Government officials may soon find themselves in hot water if they continue to insist on dumping buckets of ice on their heads.
Participation in the ALS Ice Bucket Challenge has swept the country in recent weeks–and has even reached the halls of Congress.
From Sen. Ted Cruz’s theatrical ice bucket dumping to Sen. Lisa Murkowski’s plunge into the frigid Alaskan waters, politicians across the United States are seizing the opportunity to get drenched for charity.
— Sen. Lisa Murkowski (@lisamurkowski) August 13, 2014
Even Vice President Biden tweeted about the ALS Challenge–though he opted out of the ice water.
— Vice President Biden (@VP) August 21, 2014
But unfortunately for our nation’s charity-loving federal officials—it appears that promoting a private charity through official communications might be against the law.
Today the Associated Press obtained a State Department cable telling high-ranking officials that they are not permitted to participate in the ALS Challenge, because it violate ethics regulations.
“There are firmly established rules preventing the use of public office, such as our ambassadors, for private gain, no matter how worthy a cause,” the cable said. “Thus, high-ranking State Department officials are unfortunately unable to participate in the ice bucket challenge.”
And it’s not just diplomats who are being prevented from taking part in the challenge.
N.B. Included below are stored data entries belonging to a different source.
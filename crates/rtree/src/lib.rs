// SPDX-License-Identifier: AGPL-3.0-or-later
// Copyright (c) 2025 ReifyDB

//! Rust predicates for SQLite R*Tree queries
//!
//! SQLite's R*Tree module drives the traversal and asks a registered query
//! function, once per visited node or entry, whether it is inside the query
//! region and how to score it. This crate answers those calls with Rust
//! closures:
//!
//! - the native per-call data is marshalled into a [`QueryCall`]
//! - the callback returns visibility, score and an optional per-query
//!   [`QueryContext`], validated into a [`QueryResponse`]
//! - the context of a query is owned by the bridge and released exactly once
//!   when SQLite tears the query down
//! - failures become SQLite result codes, with the error parked for the
//!   caller in [`pending`]
//!
//! ```no_run
//! use rtquery::{ConnectionExt, QueryCall, QueryCallback, QueryResponse, Visibility, BoxError};
//! use rusqlite::types::Value;
//!
//! let conn = rusqlite::Connection::open_in_memory()?;
//! conn.create_rtree_query_function(
//! 	"below",
//! 	Some(QueryCallback::new(|call: &mut QueryCall<'_>| {
//! 		let limit = match call.parameters.first() {
//! 			Some(Value::Real(limit)) => *limit,
//! 			Some(Value::Integer(limit)) => *limit as f64,
//! 			_ => return Err::<QueryResponse, BoxError>("expected a limit".into()),
//! 		};
//! 		let visibility = if call.coordinates[0] <= limit {
//! 			Visibility::PartlyWithin
//! 		} else {
//! 			Visibility::NotWithin
//! 		};
//! 		Ok(QueryResponse::new(visibility, call.coordinates[0]))
//! 	})),
//! )?;
//! # Ok::<(), Box<dyn std::error::Error>>(())
//! ```

mod bridge;
mod callback;
mod config;
mod context;
mod error;
mod ffi;
mod frame;
pub mod marshal;
pub mod pending;
mod register;
mod response;
mod signature;

pub use bridge::QueryFunction;
pub use callback::QueryCallback;
pub use config::{BridgeConfig, ParameterSource};
pub use context::QueryContext;
pub use error::{BoxError, BridgeError, MarshalError, Result};
pub use frame::{CallFrame, Verdict};
pub use pending::{clear_pending_error, resolve, take_pending_error};
pub use register::{ConnectionExt, create_query_function, create_query_function_with};
pub use response::{IntoResponse, IntoScore, IntoVisibility, QueryResponse, Visibility};
pub use rusqlite::types::Value;
pub use signature::QueryCall;
// SPDX-License-Identifier: AGPL-3.0-or-later
// Copyright (c) 2025 ReifyDB

//! The argument list a query callback is invoked with

use std::fmt;

use rusqlite::types::Value;

use crate::{context::QueryContext, response::Visibility};

/// Arguments of one callback invocation, in wire order.
///
/// Field names are the names a callback binds them by; `coordinates` and
/// `parameters` are positional, the remaining seven are named.
pub struct QueryCall<'a> {
	/// Bounds of the node or entry, two values per dimension
	pub coordinates: Vec<f64>,
	/// Bind parameters of the query function
	pub parameters: Vec<Value>,
	/// Entries still pending per level, `max_level + 1` items
	pub num_queued: Vec<u32>,
	/// Context bound by the first call of this query
	pub context: Option<&'a mut QueryContext>,
	pub level: i32,
	pub max_level: i32,
	pub rowid: i64,
	/// Meaningless for children of the root
	pub parent_score: f64,
	pub parent_visibility: i32,
}

impl<'a> QueryCall<'a> {
	pub const POSITIONAL: [&'static str; 2] = ["coordinates", "parameters"];

	pub const NAMED: [&'static str; 7] =
		["num_queued", "context", "level", "max_level", "rowid", "parent_score", "parent_visibility"];

	pub const FIELDS: [&'static str; 9] = [
		Self::POSITIONAL[0],
		Self::POSITIONAL[1],
		Self::NAMED[0],
		Self::NAMED[1],
		Self::NAMED[2],
		Self::NAMED[3],
		Self::NAMED[4],
		Self::NAMED[5],
		Self::NAMED[6],
	];

	/// Whether this is the first call of its query
	pub fn is_first(&self) -> bool {
		self.context.is_none()
	}

	pub fn parent_within(&self) -> Option<Visibility> {
		Visibility::from_code(self.parent_visibility)
	}

	/// Typed access to the bound context
	pub fn context_mut<T: 'static>(&mut self) -> Option<&mut T> {
		self.context.as_deref_mut().and_then(|context| context.downcast_mut::<T>())
	}

	pub fn is_leaf(&self) -> bool {
		self.level == 0
	}
}

impl fmt::Debug for QueryCall<'_> {
	fn fmt(&self, f: &mut fmt::Formatter<'_>) -> fmt::Result {
		let [coordinates, parameters] = Self::POSITIONAL;
		let [num_queued, context, level, max_level, rowid, parent_score, parent_visibility] = Self::NAMED;
		f.debug_struct("QueryCall")
			.field(coordinates, &self.coordinates)
			.field(parameters, &self.parameters)
			.field(num_queued, &self.num_queued)
			.field(context, &self.context.as_ref().map(|_| "bound"))
			.field(level, &self.level)
			.field(max_level, &self.max_level)
			.field(rowid, &self.rowid)
			.field(parent_score, &self.parent_score)
			.field(parent_visibility, &self.parent_visibility)
			.finish()
	}
}
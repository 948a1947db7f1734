// SPDX-License-Identifier: AGPL-3.0-or-later
// Copyright (c) 2025 ReifyDB

//! Registering query callbacks on a connection

use std::{
	ffi::{CStr, CString},
	os::raw::c_void,
	ptr,
};

use rtquery_abi::{DestructorFFI, QueryFunctionFFI, sqlite3_rtree_query_callback};
use rusqlite::{Connection, ffi};
use tracing::debug;

use crate::{
	bridge::QueryFunction,
	callback::QueryCallback,
	config::BridgeConfig,
	error::{BridgeError, Result},
	ffi::trampoline::{query_trampoline, release_function},
};

/// Register `callback` as the R*Tree query function `name` on `conn`.
///
/// `None` clears the function: the previous callback is released and a query
/// still using `name` prunes every node without calling anything.
/// Registering again under the same name replaces and releases the previous
/// callback.
pub fn create_query_function(conn: &Connection, name: &str, callback: Option<QueryCallback>) -> Result<()> {
	create_query_function_with(conn, name, callback, BridgeConfig::default())
}

pub fn create_query_function_with(
	conn: &Connection,
	name: &str,
	callback: Option<QueryCallback>,
	config: BridgeConfig,
) -> Result<()> {
	let c_name = validate_name(name)?;

	let cleared = callback.is_none();
	let (context, destructor): (*mut c_void, Option<DestructorFFI>) = match callback {
		Some(callback) => (
			Box::into_raw(Box::new(QueryFunction::new(name, callback, config))).cast(),
			Some(release_function as DestructorFFI),
		),
		None => (ptr::null_mut(), None),
	};

	// SAFETY: the handle is valid while `conn` is borrowed. SQLite owns
	// `context` from here on, also when registration fails.
	let (rc, db) = unsafe {
		let db = conn.handle();
		let rc = sqlite3_rtree_query_callback(
			db,
			c_name.as_ptr(),
			Some(query_trampoline as QueryFunctionFFI),
			context,
			destructor,
		);
		(rc, db)
	};

	match rc {
		ffi::SQLITE_OK => {
			debug!(name, cleared, "registered rtree query function");
			Ok(())
		}
		ffi::SQLITE_NOMEM => Err(BridgeError::ResourceExhaustion),
		code => Err(BridgeError::Registration {
			name: name.to_string(),
			code,
			// SAFETY: `db` is still the open connection borrowed above
			message: unsafe { errmsg(db) },
		}),
	}
}

fn validate_name(name: &str) -> Result<CString> {
	if name.is_empty() {
		return Err(BridgeError::InvalidName {
			name: name.to_string(),
			reason: "name must not be empty",
		});
	}
	CString::new(name).map_err(|_| BridgeError::InvalidName {
		name: name.to_string(),
		reason: "embedded null character",
	})
}

unsafe fn errmsg(db: *mut ffi::sqlite3) -> String {
	let msg = unsafe { ffi::sqlite3_errmsg(db) };
	if msg.is_null() {
		return String::from("unknown error");
	}
	unsafe { CStr::from_ptr(msg) }.to_string_lossy().into_owned()
}

/// Query function registration on [`rusqlite::Connection`]
pub trait ConnectionExt {
	fn create_rtree_query_function(&self, name: &str, callback: Option<QueryCallback>) -> Result<()>;

	fn create_rtree_query_function_with(
		&self,
		name: &str,
		callback: Option<QueryCallback>,
		config: BridgeConfig,
	) -> Result<()>;

	fn remove_rtree_query_function(&self, name: &str) -> Result<()> {
		self.create_rtree_query_function(name, None)
	}
}

impl ConnectionExt for Connection {
	fn create_rtree_query_function(&self, name: &str, callback: Option<QueryCallback>) -> Result<()> {
		create_query_function(self, name, callback)
	}

	fn create_rtree_query_function_with(
		&self,
		name: &str,
		callback: Option<QueryCallback>,
		config: BridgeConfig,
	) -> Result<()> {
		create_query_function_with(self, name, callback, config)
	}
}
According to the Military Times, the Department of Defense has barred all employees and all current service members from taking the ALS Challenge while in uniform.
The Department of Defense General Counsel told employees that “participating in this event is subject to concerns about implied endorsement”–the same concerns voiced by the State Department and even the House of Representatives.
Politico reported that the House Administration Committee sent an email alerting House Representatives that posting ALS Challenge videos to official accounts amounts to an ethical violation.
“No doubt, this is for an admirable cause. There is a prohibition in the Members Handbook and in the Ethics Manual on the use of official resources for the promotion or benefit of any private charitable cause,” the committee told representatives.
Either members of Congress don’t read their emails over August recess, or the warning did not have much of an impact.
Despite being notified that promoting ALS Association through official accounts is against the law, some politicians have proceeded to promote the charity anyway (though not explicitly soliciting donations for the cause).
— Congressman Tim Ryan (@RepTimRyan) August 21, 2014
The House Administration Committee did not respond to repeated requests for comment. The office of the Committee’s Chair Rep. Candice Miller, R-Mich., also would not comment on the matter.